Deadliest Catch is at risk as crabbing season gets cancelled after billions go missing
Deadliest Catch is at risk as crabbing season gets cancelled after billions go missing
Aside from crab fishing season being canceled, Bristol Bay’s red king crab fishery will also be closed, for the second year in a row. Both decisions follow shellfish surveys that revealed startling population collapses.

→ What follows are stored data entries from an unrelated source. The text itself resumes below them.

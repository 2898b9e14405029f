use std::io::{self, BufRead};
use tempo::board::START_FEN;
use tempo::book::OpeningBook;
use tempo::engine::{MoveEngine, TerminalStatus};
use tempo::logger::init_logging;
use tempo::moves::perft::{perft, perft_divide};
use tempo::moves::types::Move;
use tempo::search::Engine;
use tracing::info;

struct Cli {
    engine: Engine,
    selected: Vec<Move>,
    gamemode: bool,
    ponder_time: f64,
}

fn main() {
    init_logging("logs/tempo.log", "info");

    let mut cli = Cli {
        engine: Engine::new(MoveEngine::start()),
        selected: Vec::new(),
        gamemode: false,
        ponder_time: 10.0,
    };
    cli.engine.book = match OpeningBook::load("book.bin") {
        Ok(book) => {
            println!("Opening book loaded ({} positions)", book.len());
            Some(book)
        }
        Err(_) => None,
    };

    println!("Welcome to the tempo chess console");
    println!("Type \"help\" for the command list");
    cli.show_board();

    let stdin = io::stdin();
    for line in stdin.lock().lines() {
        let line = match line {
            Ok(l) => l.trim().to_string(),
            Err(_) => break,
        };
        if line.is_empty() {
            continue;
        }
        let (command, args) = match line.split_once(char::is_whitespace) {
            Some((cmd, rest)) => (cmd.to_ascii_lowercase(), rest.trim().to_string()),
            None => (line.to_ascii_lowercase(), String::new()),
        };
        if command == "quit" {
            break;
        }
        cli.dispatch(&command, &args);
    }
}

impl Cli {
    fn dispatch(&mut self, command: &str, args: &str) {
        match command {
            "d" => self.show_board(),
            "fen" => self.do_fen(args),
            "select" => self.do_select(args),
            "move" => self.do_move(args),
            "undo" => self.do_undo(),
            "list" => self.do_list(),
            "perft" => self.do_perft(args),
            "pondertime" => self.do_pondertime(args),
            "cpu" => self.do_cpu(),
            "gamemode" => self.do_gamemode(),
            "cpugame" => self.do_cpugame(),
            "reset" => self.do_fen(START_FEN),
            "help" => self.do_help(),
            _ => println!("Unknown command {:?}; type \"help\"", command),
        }
    }

    fn show_board(&self) {
        let me = &self.engine.move_engine;
        info!(hash = me.current_hash(), fen = %me.board.to_fen(), "display");
        let turn = match me.board.side_to_move {
            tempo::board::Color::White => "White",
            tempo::board::Color::Black => "Black",
        };
        println!("Turn: {}", turn);
        println!("{}", me.board.render());
    }

    fn announce(&self) {
        let me = &self.engine.move_engine;
        match me.terminal_status() {
            TerminalStatus::Ongoing => {
                if me.in_check() {
                    println!("Check!");
                }
            }
            TerminalStatus::Checkmate => println!("Checkmate!"),
            TerminalStatus::Stalemate => println!("Stalemate"),
            TerminalStatus::Draw => println!("Draw"),
        }
    }

    fn do_fen(&mut self, args: &str) {
        if args.is_empty() {
            println!("{}", self.engine.move_engine.board.to_fen());
            return;
        }
        match self.engine.move_engine.set_fen(args) {
            Ok(()) => {
                self.selected.clear();
                self.show_board();
            }
            Err(err) => println!("Invalid FEN: {}", err),
        }
    }

    fn do_select(&mut self, args: &str) {
        let square = match args.parse() {
            Ok(sq) => sq,
            Err(_) => {
                println!("Invalid coordinates {:?}", args);
                return;
            }
        };
        self.selected = self.engine.move_engine.legal_moves_from(square);
        if self.selected.is_empty() {
            println!("No moves from {}", args);
        }
        for (i, mv) in self.selected.iter().enumerate() {
            println!("{}: {:#}", i, mv);
        }
    }

    fn do_move(&mut self, args: &str) {
        let mv = match args.parse::<usize>().ok().and_then(|i| self.selected.get(i)) {
            Some(&mv) => mv,
            None => {
                println!("Invalid move index; use \"select\" first");
                return;
            }
        };
        self.selected.clear();
        self.engine.move_engine.make(mv);
        self.show_board();
        if self.gamemode && self.engine.move_engine.terminal_status() == TerminalStatus::Ongoing {
            self.do_cpu();
        } else {
            self.announce();
        }
    }

    fn do_undo(&mut self) {
        if self.engine.move_engine.move_stack().is_empty() {
            println!("Nothing to undo");
            return;
        }
        self.selected.clear();
        self.engine.move_engine.unmake();
        self.show_board();
    }

    fn do_list(&self) {
        let moves = self.engine.move_engine.legal_moves();
        println!("Moves: {}", moves.len());
        for mv in moves {
            println!("{:#}", mv);
        }
    }

    fn do_perft(&mut self, args: &str) {
        let depth: u32 = match args.parse() {
            Ok(d) if d >= 1 => d,
            _ => {
                println!("Invalid depth {:?}", args);
                return;
            }
        };
        if depth == 1 {
            println!("Nodes: {}", perft(&mut self.engine.move_engine, 1));
            return;
        }
        let (breakdown, total) = perft_divide(&mut self.engine.move_engine, depth);
        for (mv, nodes) in breakdown {
            println!("{}: {}", mv.uci(), nodes);
        }
        println!("Nodes: {}", total);
    }

    fn do_pondertime(&mut self, args: &str) {
        match args.parse::<f64>() {
            Ok(seconds) if seconds > 0.0 => {
                self.ponder_time = seconds;
                println!("Ponder time set to {:.2} (s)", seconds);
            }
            _ => println!("Please enter a positive number of seconds"),
        }
    }

    fn do_cpu(&mut self) {
        if self.engine.move_engine.terminal_status() != TerminalStatus::Ongoing {
            println!("Game over; nothing to play");
            self.announce();
            return;
        }
        let (score, mv) = self.engine.ponder(self.ponder_time);
        if mv.null {
            println!("No move found");
            return;
        }
        println!("Evaluation {}, move: {}", score, mv.uci());
        self.selected.clear();
        self.engine.move_engine.make(mv);
        self.show_board();
        self.announce();
    }

    fn do_gamemode(&mut self) {
        self.gamemode = !self.gamemode;
        println!(
            "Gamemode toggled {}",
            if self.gamemode { "on" } else { "off" }
        );
    }

    fn do_cpugame(&mut self) {
        while self.engine.move_engine.terminal_status() == TerminalStatus::Ongoing {
            self.do_cpu();
        }
    }

    fn do_help(&self) {
        println!("d                 print the board and side to move");
        println!("fen [FEN]         print the FEN, or set the position from one");
        println!("select <sq>       list legal moves from a square");
        println!("move <n>          play the n-th move from the last select");
        println!("undo              take back the last move");
        println!("list              print every legal move");
        println!("perft <n>         divide-perft to depth n");
        println!("pondertime <s>    set the search budget in seconds");
        println!("cpu               search and play the engine's choice");
        println!("gamemode          toggle auto-reply after your moves");
        println!("cpugame           engine vs engine until the game ends");
        println!("reset             back to the starting position");
        println!("quit              exit");
    }
}
//! The move engine: a board plus the stacks that make moves reversible.
//!
//! Owns make/unmake, the incrementally maintained position hash, the
//! checker list per position, pin computation and the legality filter,
//! and terminal-state detection. Legal mode gates every operation that
//! assumes exactly one king per color; violating it is a bug and aborts
//! with the move stack in the diagnostic.

use crate::bitboard::{BitboardExt, bitscan_forward};
use crate::board::{Board, Color, Piece};
use crate::cache::zobrist::{hash_board, update_hash};
use crate::cache::{Direction, LineKind, cache};
use crate::moves::attacks::{AttackerList, attackers_of, square_attacked};
use crate::moves::execute::build_instruction;
use crate::moves::movegen;
use crate::moves::types::{Move, MoveInstruction};
use crate::square::Square;

#[derive(Debug, Clone, Copy, PartialEq, Eq)]
pub enum TerminalStatus {
    Ongoing,
    Checkmate,
    Stalemate,
    Draw,
}

#[derive(Debug, Clone, Copy, PartialEq, Eq)]
pub enum PinKind {
    /// The pinned piece may only move along its pin line.
    Normal,
    /// Only the en-passant capture is forbidden: taking would clear both
    /// pawns off the king's rank at once.
    EnPassant,
}

#[derive(Debug, Clone, Copy, PartialEq, Eq)]
pub struct Pin {
    pub square: Square,
    pub line: LineKind,
    /// The rank/file/diagonal label the piece is pinned to.
    pub label: u8,
    pub kind: PinKind,
}

pub struct MoveEngine {
    pub board: Board,
    instructions: Vec<MoveInstruction>,
    move_list: Vec<Move>,
    /// Checkers of the side to move, one entry per reached position.
    checkers_stack: Vec<AttackerList>,
    /// Position hashes, one per reached position (threefold detection).
    hashes: Vec<u64>,
    legal_mode: bool,
    /// Null moves are refused unless the search frame enables them.
    pub allow_null: bool,
    /// Perft switches draw detection off while it runs.
    pub can_draw: bool,
    /// Halfmove clock value at which the 50-move rule fires. The engine's
    /// own convention is 50; standard play wants 100.
    pub halfmove_draw_threshold: u32,
}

Crabbing season has been canceled for the first time in history
Miranda Westphal, a biologist at the state Department of Fish and Game (ADF&G), said to Alaska Public Media that between 2019 and 2021, snow crab numbers in the Bering Sea fell by about 90%. 2022 counts have dropped even further. The biologist explained:
In 2021 when they surveyed, we saw the largest decline we’ve ever seen in the snow crab population, which was very startling, I think, for everyone.
The ADF&G announced that now they must focus on the management of Bering Sea snow crabs as well as their conservation and rebuilding given the condition of the stock.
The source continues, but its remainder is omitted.